Daha önce size Newton nasıl bilim dünyasının süper dahisi ise, o çağda felsefe dünyasındaki dahi de Spinoza’dır demiştim. Şimdi Spinoza’yı kurcalama zamanı geldi.
Spinoza Benedictus 1632'de doğup 1677'de ölmüş Marrano (Hıristiyanlığı mecburen kabul eder gibi görünen Yahudiler için kullanılan ve İspanyolca marranon - domuz kelimesinden türetilmiş deyim) bir aileden gelen bir düşünürdü. Aile sonradan Hollanda'ya kaçmış ve dinini gene Yahudi olarak değiştirmişti. Spinoza ilk olarak Tevrat ve Kabala öğretisini şiddetle eleştirdi. Yahudi topluluğu önce rüşvet ve tehditle susturmayı denediler sonra ömür boyu aylık maaş bağlamayı önerdiler, en sonunda ise törenle dışlanmasına karar verdiler. Gelir kaynakları kuruyan Spinoza bir yandan skolastik felsefe çalışırken bir yandan da mercek yontuculuğu yaparak geçindi.
Artık felsefe ciddi sorunları ciddi bilimsellikte tartışır olgunluğa erişmişti. Bakın Spinoza’nın ortaya koyduğu sorunun içeriğine;
Doğru tanım ve aksiyomlar doğru sonuçlar verir mi vermez mi?
Hayali sorunlar geride kalmış ve bilimin gerine gerine hedefine koşacağı bilim – felsefe birlikteliği onunla doğru yola oturmuştur dersek, ne fazla haksızlık etmiş ne de yanılmış sayılırız.

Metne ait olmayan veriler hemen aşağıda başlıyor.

//! Virtual simulation time.
//!
//! The simulator never touches the wall clock; every delay is expressed in
//! [`Tick`]s of virtual time that the scheduler advances explicitly.

/// A point in (or duration of) virtual time, in nanoseconds.
pub type Tick = u64;

pub const NANOS_PER_SEC: u64 = 1_000_000_000;

/// Converts a duration expressed in fractional seconds (as scenario config
/// fields are authored) into whole nanosecond ticks.
pub fn secs_to_ticks(secs: f64) -> Tick {
    (secs.max(0.0) * NANOS_PER_SEC as f64).round() as Tick
}

/// Converts ticks back to fractional seconds, for reporting.
pub fn ticks_to_secs(ticks: Tick) -> f64 {
    ticks as f64 / NANOS_PER_SEC as f64
}
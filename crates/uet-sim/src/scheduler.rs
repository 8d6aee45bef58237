//! Single-threaded, time-ordered event queue.
//!
//! Events are ordered by `(virtual_time, insertion_sequence)` so that two
//! events scheduled for the same instant resolve FIFO. The queue is a
//! [`BinaryHeap`], which is a max-heap, so [`Event`]'s `Ord` is reversed to
//! turn it into the min-heap a discrete-event scheduler needs.
//!
//! Timers are identified by `(Actor, TimerKind)` and carry a generation
//! counter: arming or cancelling a timer bumps the generation, so a stale
//! firing already sitting in the heap is recognised and ignored at pop time
//! instead of being physically removed from the heap.

use std::cmp::Ordering;
use std::collections::{BinaryHeap, HashMap};

use rand::rngs::StdRng;
use rand::SeedableRng;

use uet_common::packet::{HostId, LlrAck, Packet};
use uet_common::time::Tick;

pub type PortId = u32;

/// Every schedulable unit of behaviour in the simulated fabric.
///
/// Most layers have two distinct gates — one facing the layer above, one
/// facing the layer below — and need a separate [`Actor`] tag per gate so
/// the network's dispatch loop can tell which handler a popped event is
/// for; a plain `Packet` payload carries no notion of "which direction it
/// came from". The bare variant (`Ip`, `HostLink`, `HostPhy`,
/// `SwitchPortLink`, `SwitchPortPhy`) is always the gate facing *down*
/// toward the wire — it doubles as that component's own timer identity —
/// and the `*Tx` / `*Up` variant is the gate facing *up* toward the
/// application. `SwitchPort` keeps this split under different names
/// (`SwitchPort` = from the fabric, `SwitchPortUp` = from its own link)
/// since "up"/"down" don't map cleanly onto a fabric-facing stage.
#[derive(Debug, Clone, Copy, PartialEq, Eq, Hash)]
pub enum Actor {
    Workload(HostId),
    Transport(HostId),
    /// Router's gate facing the link below (inbound/transit delivery).
    Ip(HostId),
    /// Router's gate facing the transport above (outbound send).
    IpTx(HostId),
    /// Host link's gate facing the PHY below (receive/ack) plus its own LLR timer.
    HostLink(HostId),
    /// Host link's gate facing IP above (send).
    HostLinkTx(HostId),
    /// Host PHY's gate facing the wire (receive) plus its own transmit timer.
    HostPhy(HostId),
    /// Host PHY's gate facing the link above (transmit).
    HostPhyTx(HostId),
    /// Switch port's gate facing the fabric (from-fabric, forwarded down).
    SwitchPort(PortId),
    /// Switch port's gate facing its own link (from-link, forwarded up to fabric).
    SwitchPortUp(PortId),
    /// Switch-side link's gate facing the PHY below (receive/ack) plus its own LLR timer.
    SwitchPortLink(PortId),
    /// Switch-side link's gate facing the port above (send).
    SwitchPortLinkTx(PortId),
    /// Switch-side PHY's gate facing the wire (receive) plus its own transmit timer.
    SwitchPortPhy(PortId),
    /// Switch-side PHY's gate facing the link above (transmit).
    SwitchPortPhyTx(PortId),
    SwitchFabric,
    Inc,
    Analyzer,
}

/// Which of an actor's (at most a handful of) self-timers this is.
#[derive(Debug, Clone, Copy, PartialEq, Eq, Hash)]
pub enum TimerKind {
    WorkloadTick,
    TransportRetransmit,
    LinkLlr,
    RoutingUpdate,
    IncProcessing,
    PhyTransmit,
    Analyzer,
}

#[derive(Debug, Clone)]
pub enum EventPayload {
    Timer {
        kind: TimerKind,
        generation: u64,
    },
    Packet(Packet),
    LlrAck(LlrAck),
}

#[derive(Debug, Clone)]
struct Event {
    time: Tick,
    seq: u64,
    actor: Actor,
    payload: EventPayload,
}

impl PartialEq for Event {
    fn eq(&self, other: &Self) -> bool {
        self.time == other.time && self.seq == other.seq
    }
}
impl Eq for Event {}

impl PartialOrd for Event {
    fn partial_cmp(&self, other: &Self) -> Option<Ordering> {
        Some(self.cmp(other))
    }
}

impl Ord for Event {
    fn cmp(&self, other: &Self) -> Ordering {
        // Reversed: BinaryHeap is a max-heap, we want the smallest time first.
        other.time.cmp(&self.time).then_with(|| other.seq.cmp(&self.seq))
    }
}

pub struct Scheduler {
    time: Tick,
    queue: BinaryHeap<Event>,
    seq_counter: u64,
    timer_generations: HashMap<(Actor, TimerKind), u64>,
    rng: StdRng,
}

impl Scheduler {
    pub fn new(seed: u64) -> Self {
        Scheduler {
            time: 0,
            queue: BinaryHeap::new(),
            seq_counter: 0,
            timer_generations: HashMap::new(),
            rng: StdRng::seed_from_u64(seed),
        }
    }

    pub fn now(&self) -> Tick {
        self.time
    }

    pub fn rng(&mut self) -> &mut StdRng {
        &mut self.rng
    }

    fn push(&mut self, at: Tick, actor: Actor, payload: EventPayload) {
        let seq = self.seq_counter;
        self.seq_counter += 1;
        self.queue.push(Event { time: at, seq, actor, payload });
    }

    pub fn schedule_packet(&mut self, at: Tick, actor: Actor, packet: Packet) {
        self.push(at, actor, EventPayload::Packet(packet));
    }

    pub fn schedule_llr_ack(&mut self, at: Tick, actor: Actor, ack: LlrAck) {
        self.push(at, actor, EventPayload::LlrAck(ack));
    }

    /// Arms (or rearms) a timer for `actor`/`kind`, invalidating any
    /// previously scheduled firing of the same timer identity.
    pub fn arm_timer(&mut self, at: Tick, actor: Actor, kind: TimerKind) {
        let generation = self.timer_generations.entry((actor, kind)).or_insert(0);
        *generation += 1;
        let generation = *generation;
        self.push(at, actor, EventPayload::Timer { kind, generation });
    }

    /// Invalidates a timer without scheduling a replacement.
    pub fn cancel_timer(&mut self, actor: Actor, kind: TimerKind) {
        *self.timer_generations.entry((actor, kind)).or_insert(0) += 1;
    }

    fn is_current(&self, actor: Actor, kind: TimerKind, generation: u64) -> bool {
        self.timer_generations.get(&(actor, kind)).copied().unwrap_or(0) == generation
    }

    /// Pops the next event, skipping stale timer firings. Returns `None`
    /// once the queue is drained.
    pub fn pop(&mut self) -> Option<(Actor, EventPayload)> {
        loop {
            let ev = self.queue.pop()?;
            self.time = ev.time;
            if let EventPayload::Timer { kind, generation } = ev.payload {
                if !self.is_current(ev.actor, kind, generation) {
                    continue;
                }
            }
            return Some((ev.actor, ev.payload));
        }
    }

    /// Virtual time of the next pending event, without consuming it.
    pub fn peek_time(&self) -> Option<Tick> {
        self.queue.peek().map(|e| e.time)
    }
}

#[cfg(test)]
mod tests {
    use super::*;

    fn dummy_packet(seq: u64) -> Packet {
        Packet::new_data(0, 1, 0, seq, 64, 0)
    }

    #[test]
    fn events_pop_in_time_order() {
        let mut s = Scheduler::new(1);
        s.schedule_packet(30, Actor::Ip(0), dummy_packet(3));
        s.schedule_packet(10, Actor::Ip(0), dummy_packet(1));
        s.schedule_packet(20, Actor::Ip(0), dummy_packet(2));

        let mut seen = Vec::new();
        while let Some((_, EventPayload::Packet(p))) = s.pop() {
            seen.push(p.seq);
        }
        assert_eq!(seen, vec![1, 2, 3]);
    }

    #[test]
    fn same_time_events_pop_fifo() {
        let mut s = Scheduler::new(1);
        s.schedule_packet(5, Actor::Ip(0), dummy_packet(1));
        s.schedule_packet(5, Actor::Ip(0), dummy_packet(2));
        s.schedule_packet(5, Actor::Ip(0), dummy_packet(3));

        let mut seen = Vec::new();
        while let Some((_, EventPayload::Packet(p))) = s.pop() {
            seen.push(p.seq);
        }
        assert_eq!(seen, vec![1, 2, 3]);
    }

    #[test]
    fn rearming_a_timer_invalidates_the_stale_firing() {
        let mut s = Scheduler::new(1);
        s.arm_timer(100, Actor::Transport(0), TimerKind::TransportRetransmit);
        // Rearm before the first firing pops — the stale one must be skipped.
        s.arm_timer(50, Actor::Transport(0), TimerKind::TransportRetransmit);

        let (actor, payload) = s.pop().unwrap();
        assert_eq!(actor, Actor::Transport(0));
        match payload {
            EventPayload::Timer { generation, .. } => assert_eq!(generation, 2),
            _ => panic!("expected timer event"),
        }
        assert!(s.pop().is_none());
    }

    #[test]
    fn cancelling_a_timer_drops_its_firing() {
        let mut s = Scheduler::new(1);
        s.arm_timer(100, Actor::Transport(0), TimerKind::TransportRetransmit);
        s.cancel_timer(Actor::Transport(0), TimerKind::TransportRetransmit);
        assert!(s.pop().is_none());
    }

    #[test]
    fn determinism_same_seed_same_draws() {
        use rand::Rng;
        let mut a = Scheduler::new(7);
        let mut b = Scheduler::new(7);
        let draws_a: Vec<u32> = (0..10).map(|_| a.rng().random_range(0..1000)).collect();
        let draws_b: Vec<u32> = (0..10).map(|_| b.rng().random_range(0..1000)).collect();
        assert_eq!(draws_a, draws_b);
    }
}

Spinoza bu yaklaşımını vurguladığı çalışmasının devrin Kartezyenleri tarafından kitap haline getirilip yayınlanmasına izin verdi ancak Kartezyenler önyazıda bu görüşlere katılmadıklarını belirttikleri gibi Spinoza’yı şiddetle eleştirdiler de. Genelde huzurlu ve sakin bir bilge yaşamı sürdüren Spinoza bu eleştirilerden çok incindi ve yaşadığı sürece başka hiçbir çalışmasını yayınlatmadı. Bundan sonra yaptığı ‘’Tractatus Theologico – Politicus – İlahiyat ve Politika İncelemesi’’ yapıtında felsefe yapma özgürlüğünün yürekten bir dindarlıkla ve devletin istikrarına gereksinim duymakla kalmayacağını ve hatta aksine bu özgürlükten uzaklaşmanın kamu düzenini ve imanı yıkacağını söyleyerek tümden isyankar felsefenin en sert darbesini vuruverdi. Bu kitap da yayınlandı ama Spinoza'nın isminden hiç bahsetmeden.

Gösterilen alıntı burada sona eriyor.